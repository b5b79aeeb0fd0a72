#[cfg(feature = "serde-support")]
use serde::{Deserialize, Serialize};

use crate::{
    KilnAddressMode, KilnBlendFactor, KilnBlendOp, KilnColorFlags, KilnCompareOp, KilnCullMode,
    KilnFillMode, KilnFilterType, KilnFormat, KilnFrontFace, KilnMemoryUsage, KilnMipMapMode,
    KilnPrimitiveTopology, KilnResourceState, KilnResourceType, KilnRootSignature,
    KilnSampleCount, KilnShader, KilnStencilOp, KilnVertexAttributeRate,
};
use kiln_base::DecimalF32;
use std::hash::{Hash, Hasher};

#[derive(Copy, Clone, Debug, Default, PartialEq, Eq, Hash)]
#[cfg_attr(feature = "serde-support", derive(Serialize, Deserialize))]
pub struct KilnExtents3D {
    pub width: u32,
    pub height: u32,
    pub depth: u32,
}

/// Used to create a `KilnTexture`
#[derive(Clone, Debug)]
pub struct KilnTextureDef {
    pub extents: KilnExtents3D,
    pub array_length: u32,
    pub mip_count: u32,
    pub sample_count: KilnSampleCount,
    pub format: KilnFormat,
    pub resource_type: KilnResourceType,
}

impl Default for KilnTextureDef {
    fn default() -> Self {
        KilnTextureDef {
            extents: KilnExtents3D {
                width: 0,
                height: 0,
                depth: 1,
            },
            array_length: 1,
            mip_count: 1,
            sample_count: KilnSampleCount::SampleCount1,
            format: KilnFormat::Unknown,
            resource_type: KilnResourceType::TEXTURE,
        }
    }
}

impl KilnTextureDef {
    pub fn is_render_target(&self) -> bool {
        self.resource_type.intersects(
            KilnResourceType::RENDER_TARGET_COLOR | KilnResourceType::RENDER_TARGET_DEPTH_STENCIL,
        )
    }

    /// The state a texture with this def is tracked in immediately after creation
    pub fn initial_state(&self) -> KilnResourceState {
        if self
            .resource_type
            .intersects(KilnResourceType::RENDER_TARGET_COLOR)
        {
            KilnResourceState::RENDER_TARGET
        } else if self
            .resource_type
            .intersects(KilnResourceType::RENDER_TARGET_DEPTH_STENCIL)
        {
            KilnResourceState::DEPTH_WRITE
        } else {
            KilnResourceState::UNDEFINED
        }
    }

    pub fn verify(&self) {
        assert!(self.extents.width > 0);
        assert!(self.extents.height > 0);
        assert!(self.extents.depth > 0);
        assert!(self.array_length > 0);
        assert!(self.mip_count > 0);
        assert!(!self.format.is_undefined());

        if self
            .resource_type
            .intersects(KilnResourceType::RENDER_TARGET_COLOR)
        {
            assert!(!self.format.has_depth_or_stencil());
        }

        if self
            .resource_type
            .intersects(KilnResourceType::RENDER_TARGET_DEPTH_STENCIL)
        {
            assert!(self.format.has_depth_or_stencil());
        }

        if self.sample_count != KilnSampleCount::SampleCount1 {
            assert!(self.is_render_target());
            assert_eq!(self.mip_count, 1);
        }

        if self
            .resource_type
            .intersects(KilnResourceType::TEXTURE_READ_WRITE)
        {
            assert_eq!(self.sample_count, KilnSampleCount::SampleCount1);
        }
    }
}

/// Describes the elements of a structured buffer
#[derive(Copy, Clone, Debug, Default, PartialEq, Eq, Hash)]
#[cfg_attr(feature = "serde-support", derive(Serialize, Deserialize))]
pub struct KilnBufferElementData {
    pub element_count: u64,
    pub element_stride: u64,
}

/// Used to create a `KilnBuffer`
#[derive(Clone, Debug)]
pub struct KilnBufferDef {
    pub size: u64,
    pub memory_usage: KilnMemoryUsage,
    pub resource_type: KilnResourceType,
    pub elements: KilnBufferElementData,
}

impl Default for KilnBufferDef {
    fn default() -> Self {
        KilnBufferDef {
            size: 0,
            memory_usage: KilnMemoryUsage::GpuOnly,
            resource_type: KilnResourceType::UNDEFINED,
            elements: Default::default(),
        }
    }
}

impl KilnBufferDef {
    pub fn initial_state(&self) -> KilnResourceState {
        KilnResourceState::COMMON
    }

    pub fn verify(&self) {
        assert_ne!(self.size, 0);
        if self
            .resource_type
            .intersects(KilnResourceType::BUFFER | KilnResourceType::BUFFER_READ_WRITE)
        {
            assert_ne!(self.elements.element_stride, 0);
            assert_ne!(self.elements.element_count, 0);
            assert!(self.elements.element_count * self.elements.element_stride <= self.size);
        }
    }

    pub fn for_uniform_buffer_size(size: u64) -> Self {
        KilnBufferDef {
            size,
            memory_usage: KilnMemoryUsage::CpuToGpu,
            resource_type: KilnResourceType::UNIFORM_BUFFER,
            ..Default::default()
        }
    }

    pub fn for_structured_buffer(
        element_count: u64,
        element_stride: u64,
        read_write: bool,
    ) -> Self {
        let resource_type = if read_write {
            KilnResourceType::BUFFER_READ_WRITE
        } else {
            KilnResourceType::BUFFER
        };

        KilnBufferDef {
            size: element_count * element_stride,
            memory_usage: KilnMemoryUsage::GpuOnly,
            resource_type,
            elements: KilnBufferElementData {
                element_count,
                element_stride,
            },
        }
    }
}

/// Used to create a `KilnSampler`, or embedded in a root signature as a static sampler
#[derive(Clone, Debug, Default, PartialEq)]
#[cfg_attr(feature = "serde-support", derive(Serialize, Deserialize))]
pub struct KilnSamplerDef {
    pub min_filter: KilnFilterType,
    pub mag_filter: KilnFilterType,
    pub mip_map_mode: KilnMipMapMode,
    pub address_mode_u: KilnAddressMode,
    pub address_mode_v: KilnAddressMode,
    pub address_mode_w: KilnAddressMode,
    pub mip_lod_bias: f32,
    pub max_anisotropy: f32,
    pub compare_op: KilnCompareOp,
}

impl Eq for KilnSamplerDef {}

impl Hash for KilnSamplerDef {
    fn hash<H: Hasher>(
        &self,
        state: &mut H,
    ) {
        self.min_filter.hash(state);
        self.mag_filter.hash(state);
        self.mip_map_mode.hash(state);
        self.address_mode_u.hash(state);
        self.address_mode_v.hash(state);
        self.address_mode_w.hash(state);
        DecimalF32(self.mip_lod_bias).hash(state);
        DecimalF32(self.max_anisotropy).hash(state);
        self.compare_op.hash(state);
    }
}

/// Affects depth and stencil testing in a graphics pipeline
#[derive(Clone, Debug, PartialEq, Eq, Hash)]
#[cfg_attr(feature = "serde-support", derive(Serialize, Deserialize))]
pub struct KilnDepthState {
    pub depth_test_enable: bool,
    pub depth_write_enable: bool,
    pub depth_compare_op: KilnCompareOp,
    pub stencil_test_enable: bool,
    pub stencil_read_mask: u8,
    pub stencil_write_mask: u8,
    pub front_depth_fail_op: KilnStencilOp,
    pub front_stencil_compare_op: KilnCompareOp,
    pub front_stencil_fail_op: KilnStencilOp,
    pub front_stencil_pass_op: KilnStencilOp,
    pub back_depth_fail_op: KilnStencilOp,
    pub back_stencil_compare_op: KilnCompareOp,
    pub back_stencil_fail_op: KilnStencilOp,
    pub back_stencil_pass_op: KilnStencilOp,
}

impl Default for KilnDepthState {
    fn default() -> Self {
        KilnDepthState {
            depth_test_enable: false,
            depth_write_enable: false,
            depth_compare_op: KilnCompareOp::LessOrEqual,
            stencil_test_enable: false,
            stencil_read_mask: 0xFF,
            stencil_write_mask: 0xFF,
            front_depth_fail_op: Default::default(),
            front_stencil_compare_op: KilnCompareOp::Always,
            front_stencil_fail_op: Default::default(),
            front_stencil_pass_op: Default::default(),
            back_depth_fail_op: Default::default(),
            back_stencil_compare_op: KilnCompareOp::Always,
            back_stencil_fail_op: Default::default(),
            back_stencil_pass_op: Default::default(),
        }
    }
}

/// Affects rasterization in a graphics pipeline
#[derive(Clone, Debug, Default, PartialEq)]
#[cfg_attr(feature = "serde-support", derive(Serialize, Deserialize))]
pub struct KilnRasterizerState {
    pub cull_mode: KilnCullMode,
    pub front_face: KilnFrontFace,
    pub fill_mode: KilnFillMode,
    pub depth_bias: i32,
    pub depth_bias_slope_scaled: f32,
    pub depth_clamp_enable: bool,
    pub multisample: bool,
}

impl Eq for KilnRasterizerState {}

impl Hash for KilnRasterizerState {
    fn hash<H: Hasher>(
        &self,
        state: &mut H,
    ) {
        self.cull_mode.hash(state);
        self.front_face.hash(state);
        self.fill_mode.hash(state);
        self.depth_bias.hash(state);
        DecimalF32(self.depth_bias_slope_scaled).hash(state);
        self.depth_clamp_enable.hash(state);
        self.multisample.hash(state);
    }
}

/// Blending configuration for a single color attachment
#[derive(Clone, Debug, Default, PartialEq, Eq, Hash)]
#[cfg_attr(feature = "serde-support", derive(Serialize, Deserialize))]
pub struct KilnBlendStateRenderTarget {
    pub blend_enable: bool,
    pub src_factor: KilnBlendFactor,
    pub dst_factor: KilnBlendFactor,
    pub blend_op: KilnBlendOp,
    pub src_factor_alpha: KilnBlendFactor,
    pub dst_factor_alpha: KilnBlendFactor,
    pub blend_op_alpha: KilnBlendOp,
    pub masks: KilnColorFlags,
}

/// Affects blending in a graphics pipeline. When `independent_blend` is false the single
/// entry in `render_target_blend_states` applies to every color attachment.
#[derive(Clone, Debug, PartialEq, Eq, Hash)]
#[cfg_attr(feature = "serde-support", derive(Serialize, Deserialize))]
pub struct KilnBlendState {
    pub independent_blend: bool,
    pub render_target_blend_states: Vec<KilnBlendStateRenderTarget>,
}

impl Default for KilnBlendState {
    fn default() -> Self {
        KilnBlendState {
            independent_blend: false,
            render_target_blend_states: vec![KilnBlendStateRenderTarget::default()],
        }
    }
}

impl KilnBlendState {
    pub fn verify(
        &self,
        color_attachment_count: usize,
    ) {
        if self.independent_blend {
            assert_eq!(
                self.render_target_blend_states.len(),
                color_attachment_count,
                "blend state must be provided for each color attachment when independent blend is enabled"
            );
        } else {
            assert_eq!(
                self.render_target_blend_states.len(),
                1,
                "expected a single blend state when independent blend is disabled"
            );
        }
    }
}

#[derive(Clone, Debug, Default, PartialEq, Eq, Hash)]
#[cfg_attr(feature = "serde-support", derive(Serialize, Deserialize))]
pub struct KilnVertexLayoutAttribute {
    pub format: KilnFormat,
    pub buffer_index: u32,
    pub location: u32,
    pub byte_offset: u32,
}

#[derive(Clone, Debug, Default, PartialEq, Eq, Hash)]
#[cfg_attr(feature = "serde-support", derive(Serialize, Deserialize))]
pub struct KilnVertexLayoutBuffer {
    pub stride: u32,
    pub rate: KilnVertexAttributeRate,
}

/// The input layout a graphics pipeline consumes vertex buffers with
#[derive(Clone, Debug, Default, PartialEq, Eq, Hash)]
#[cfg_attr(feature = "serde-support", derive(Serialize, Deserialize))]
pub struct KilnVertexLayout {
    pub attributes: Vec<KilnVertexLayoutAttribute>,
    pub buffers: Vec<KilnVertexLayoutBuffer>,
}

/// The full state blob a graphics pipeline is created from. Hashing the def keys the
/// per-device pipeline cache, so two defs that hash equal produce one native pipeline.
#[derive(Clone, Debug, Default)]
pub struct KilnGraphicsPsoDef {
    pub root_signature: Option<KilnRootSignature>,
    pub vertex_shader: Option<KilnShader>,
    pub pixel_shader: Option<KilnShader>,
    pub geometry_shader: Option<KilnShader>,
    pub hull_shader: Option<KilnShader>,
    pub domain_shader: Option<KilnShader>,
    pub blend_state: KilnBlendState,
    pub depth_state: KilnDepthState,
    pub rasterizer_state: KilnRasterizerState,
    pub vertex_layout: KilnVertexLayout,
    pub primitive_topology: KilnPrimitiveTopology,
    pub color_formats: Vec<KilnFormat>,
    pub depth_stencil_format: Option<KilnFormat>,
    pub sample_count: KilnSampleCount,
}

fn hash_shader<H: Hasher>(
    shader: &Option<KilnShader>,
    state: &mut H,
) {
    match shader {
        Some(shader) => shader.shader_hash().hash(state),
        None => 0u64.hash(state),
    }
}

impl Hash for KilnGraphicsPsoDef {
    fn hash<H: Hasher>(
        &self,
        state: &mut H,
    ) {
        match &self.root_signature {
            Some(signature) => signature.signature_id().hash(state),
            None => 0u64.hash(state),
        }
        hash_shader(&self.vertex_shader, state);
        hash_shader(&self.pixel_shader, state);
        hash_shader(&self.geometry_shader, state);
        hash_shader(&self.hull_shader, state);
        hash_shader(&self.domain_shader, state);
        self.blend_state.hash(state);
        self.depth_state.hash(state);
        self.rasterizer_state.hash(state);
        self.vertex_layout.hash(state);
        self.primitive_topology.hash(state);
        self.color_formats.hash(state);
        self.depth_stencil_format.hash(state);
        self.sample_count.hash(state);
    }
}

impl KilnGraphicsPsoDef {
    pub fn verify(&self) {
        assert!(
            self.root_signature.is_some(),
            "graphics pipeline requires a root signature"
        );
        assert!(
            self.vertex_shader.is_some(),
            "graphics pipeline requires a vertex shader"
        );
        assert!(
            !self.color_formats.is_empty() || self.depth_stencil_format.is_some(),
            "graphics pipeline requires at least one render target format"
        );
        self.blend_state.verify(self.color_formats.len().max(1));
        if let Some(depth_format) = self.depth_stencil_format {
            assert!(depth_format.has_depth_or_stencil());
        }
    }
}

/// The state blob a compute pipeline is created from
#[derive(Clone, Debug, Default)]
pub struct KilnComputePsoDef {
    pub root_signature: Option<KilnRootSignature>,
    pub compute_shader: Option<KilnShader>,
}

impl Hash for KilnComputePsoDef {
    fn hash<H: Hasher>(
        &self,
        state: &mut H,
    ) {
        match &self.root_signature {
            Some(signature) => signature.signature_id().hash(state),
            None => 0u64.hash(state),
        }
        hash_shader(&self.compute_shader, state);
    }
}

impl KilnComputePsoDef {
    pub fn verify(&self) {
        assert!(
            self.root_signature.is_some(),
            "compute pipeline requires a root signature"
        );
        assert!(
            self.compute_shader.is_some(),
            "compute pipeline requires a compute shader"
        );
    }
}

/// Used to create a `KilnShaderModule` from compiled shader bytes
#[derive(Clone, Debug)]
pub enum KilnShaderModuleDef<'a> {
    /// SPIR-V binary
    SpvBytes(&'a [u8]),
    /// DXIL binary
    DxilBytes(&'a [u8]),
}

impl<'a> KilnShaderModuleDef<'a> {
    pub fn bytes(&self) -> &'a [u8] {
        match self {
            KilnShaderModuleDef::SpvBytes(bytes) => bytes,
            KilnShaderModuleDef::DxilBytes(bytes) => bytes,
        }
    }
}

/// A single shader stage: a compiled module plus the entry point to run
#[derive(Clone, Debug)]
pub struct KilnShaderStageDef {
    pub shader_module: crate::KilnShaderModule,
    pub entry_point: String,
    pub stage: crate::KilnShaderStageFlags,
}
· · · ·
EXERCISE — Every line from the data above that contains "requires" must appear in the answer.

SOLVED EXERCISE —
            "graphics pipeline requires a root signature"
            "graphics pipeline requires a vertex shader"
            "graphics pipeline requires at least one render target format"
            "compute pipeline requires a root signature"
            "compute pipeline requires a compute shader"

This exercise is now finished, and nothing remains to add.